[Saved entries]
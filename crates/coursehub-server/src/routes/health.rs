//! Liveness endpoint.

use axum::Json;
use serde_json::{json, Value};

/// `GET /health`: static, touches no store.
pub async fn health() -> Json<Value> {
    Json(json!({
        "ok": true,
        "version": env!("CARGO_PKG_VERSION"),
    }))
}
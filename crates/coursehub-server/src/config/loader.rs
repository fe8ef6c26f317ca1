//! Configuration loading utilities.

use super::types::ServerConfig;
use anyhow::{Context, Result};
use std::path::Path;
use tracing::info;

/// Load configuration from embedded defaults, an optional file and the
/// environment, in that order of precedence.
pub struct ConfigLoader {
    config_path: Option<String>,
    env_prefix: String,
}

impl ConfigLoader {
    pub fn new() -> Self {
        Self {
            config_path: None,
            env_prefix: "COURSEHUB".to_string(),
        }
    }

    /// Set config file path.
    pub fn with_config_path(mut self, path: impl Into<String>) -> Self {
        self.config_path = Some(path.into());
        self
    }

    /// Set environment variable prefix.
    pub fn with_env_prefix(mut self, prefix: impl Into<String>) -> Self {
        self.env_prefix = prefix.into();
        self
    }

    /// Load configuration.
    pub fn load(&self) -> Result<ServerConfig> {
        let mut builder = config::Config::builder();

        builder = builder.add_source(config::File::from_str(
            include_str!("defaults.toml"),
            config::FileFormat::Toml,
        ));

        if let Some(path) = &self.config_path {
            if Path::new(path).exists() {
                info!(path = %path, "Loading config file");
                builder = builder.add_source(config::File::with_name(path));
            }
        }

        // COURSEHUB__DATABASE__URL=postgres://... overrides database.url
        builder = builder.add_source(
            config::Environment::with_prefix(&self.env_prefix)
                .prefix_separator("__")
                .separator("__")
                .try_parsing(true),
        );

        let config = builder
            .build()
            .context("Failed to build configuration")?;

        config
            .try_deserialize()
            .context("Failed to deserialize configuration")
    }
}

impl Default for ConfigLoader {
    fn default() -> Self {
        Self::new()
    }
}

/// Load configuration from environment.
pub fn load_config() -> Result<ServerConfig> {
    let config_path = std::env::var("CONFIG_PATH").ok();

    let mut loader = ConfigLoader::new();
    if let Some(path) = config_path {
        loader = loader.with_config_path(path);
    }

    loader.load()
}
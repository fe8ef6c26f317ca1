//! Identity verification for the Coursehub API server.
//!
//! A request is authenticated by verifying its bearer token and resolving
//! the caller's role, first from the token's role claim and then from the
//! caller's profile document.

pub mod authenticator;
pub mod extractor;
pub mod jwt;
pub mod types;

pub use authenticator::{bearer_token, Authenticator};
pub use extractor::{AdminAuth, Auth, MaybeAuth};
pub use jwt::{encode_token, JwtVerifier, TokenVerifier, VerifyError};
pub use types::{AuthUser, Claims, Identity, Role, RoleSource};
//! Authentication diagnostics.

use crate::error::{ApiError, ApiResult};
use crate::middleware::auth::{MaybeAuth, RoleSource};
use crate::profiles::UserProfile;
use crate::state::AppState;
use axum::{extract::State, Json};
use serde::Serialize;

#[derive(Debug, Serialize)]
#[serde(rename_all = "camelCase")]
pub struct DebugAuthResponse {
    pub current_user: CurrentUser,
    pub user_document: Option<UserProfile>,
    pub role_source: RoleSource,
}

#[derive(Debug, Serialize)]
#[serde(rename_all = "camelCase")]
pub struct CurrentUser {
    pub uid: String,
    pub email: Option<String>,
    pub role_from_custom_claims: Option<String>,
    pub provider: String,
}

/// `GET /debug/auth`: how the caller's identity and role were resolved.
pub async fn debug_auth(
    State(state): State<AppState>,
    MaybeAuth(user): MaybeAuth,
) -> ApiResult<Json<DebugAuthResponse>> {
    let user = user.ok_or(ApiError::NotAuthenticated)?;

    // The role claim short-circuits the profile read during authentication,
    // so fetch the document here when a database is available.
    let user_document = match (&user.profile, user.role_source) {
        (Some(profile), _) => Some(profile.clone()),
        (None, RoleSource::CustomClaims) => match state.stores() {
            Ok(stores) => stores.profiles.get(&user.identity.uid).await?,
            Err(_) => None,
        },
        (None, _) => None,
    };

    Ok(Json(DebugAuthResponse {
        current_user: CurrentUser {
            uid: user.identity.uid,
            email: user.identity.email,
            role_from_custom_claims: user.claims.role,
            provider: user.identity.provider,
        },
        user_document,
        role_source: user.role_source,
    }))
}
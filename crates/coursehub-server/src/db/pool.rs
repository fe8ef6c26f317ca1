//! Database pool management.

use crate::config::DatabaseConfig;
use anyhow::{Context, Result};
use sqlx::{
    postgres::{PgConnectOptions, PgPoolOptions},
    PgPool,
};
use std::str::FromStr;
use tracing::info;

/// Create a database connection pool.
pub async fn create_pool(config: &DatabaseConfig, url: &str) -> Result<PgPool> {
    info!("Creating database connection pool...");

    let connect_options = PgConnectOptions::from_str(url).context("Invalid database URL")?;

    let pool = PgPoolOptions::new()
        .max_connections(config.max_connections)
        .min_connections(config.min_connections)
        .acquire_timeout(config.acquire_timeout())
        .idle_timeout(Some(config.idle_timeout()))
        .connect_with(connect_options)
        .await
        .context("Failed to create database pool")?;

    verify_connection(&pool).await?;

    info!(
        max_connections = config.max_connections,
        min_connections = config.min_connections,
        "Database pool created"
    );

    Ok(pool)
}

/// Verify database connection.
pub async fn verify_connection(pool: &PgPool) -> Result<()> {
    sqlx::query("SELECT 1")
        .fetch_one(pool)
        .await
        .context("Database connection verification failed")?;

    info!("Database connection verified");
    Ok(())
}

▶ **EXERCISE BRIEF**:
When you reach the line containing "pub mod types;" in the data above, start copying exactly, and stop after the line containing "pub struct DebugAuthResponse".

▶ **SOLUTION TO THE EXERCISE**:
pub mod types;

pub use authenticator::{bearer_token, Authenticator};
pub use extractor::{AdminAuth, Auth, MaybeAuth};
pub use jwt::{encode_token, JwtVerifier, TokenVerifier, VerifyError};
pub use types::{AuthUser, Claims, Identity, Role, RoleSource};
//! Authentication diagnostics.

use crate::error::{ApiError, ApiResult};
use crate::middleware::auth::{MaybeAuth, RoleSource};
use crate::profiles::UserProfile;
use crate::state::AppState;
use axum::{extract::State, Json};
use serde::Serialize;

#[derive(Debug, Serialize)]
#[serde(rename_all = "camelCase")]
pub struct DebugAuthResponse {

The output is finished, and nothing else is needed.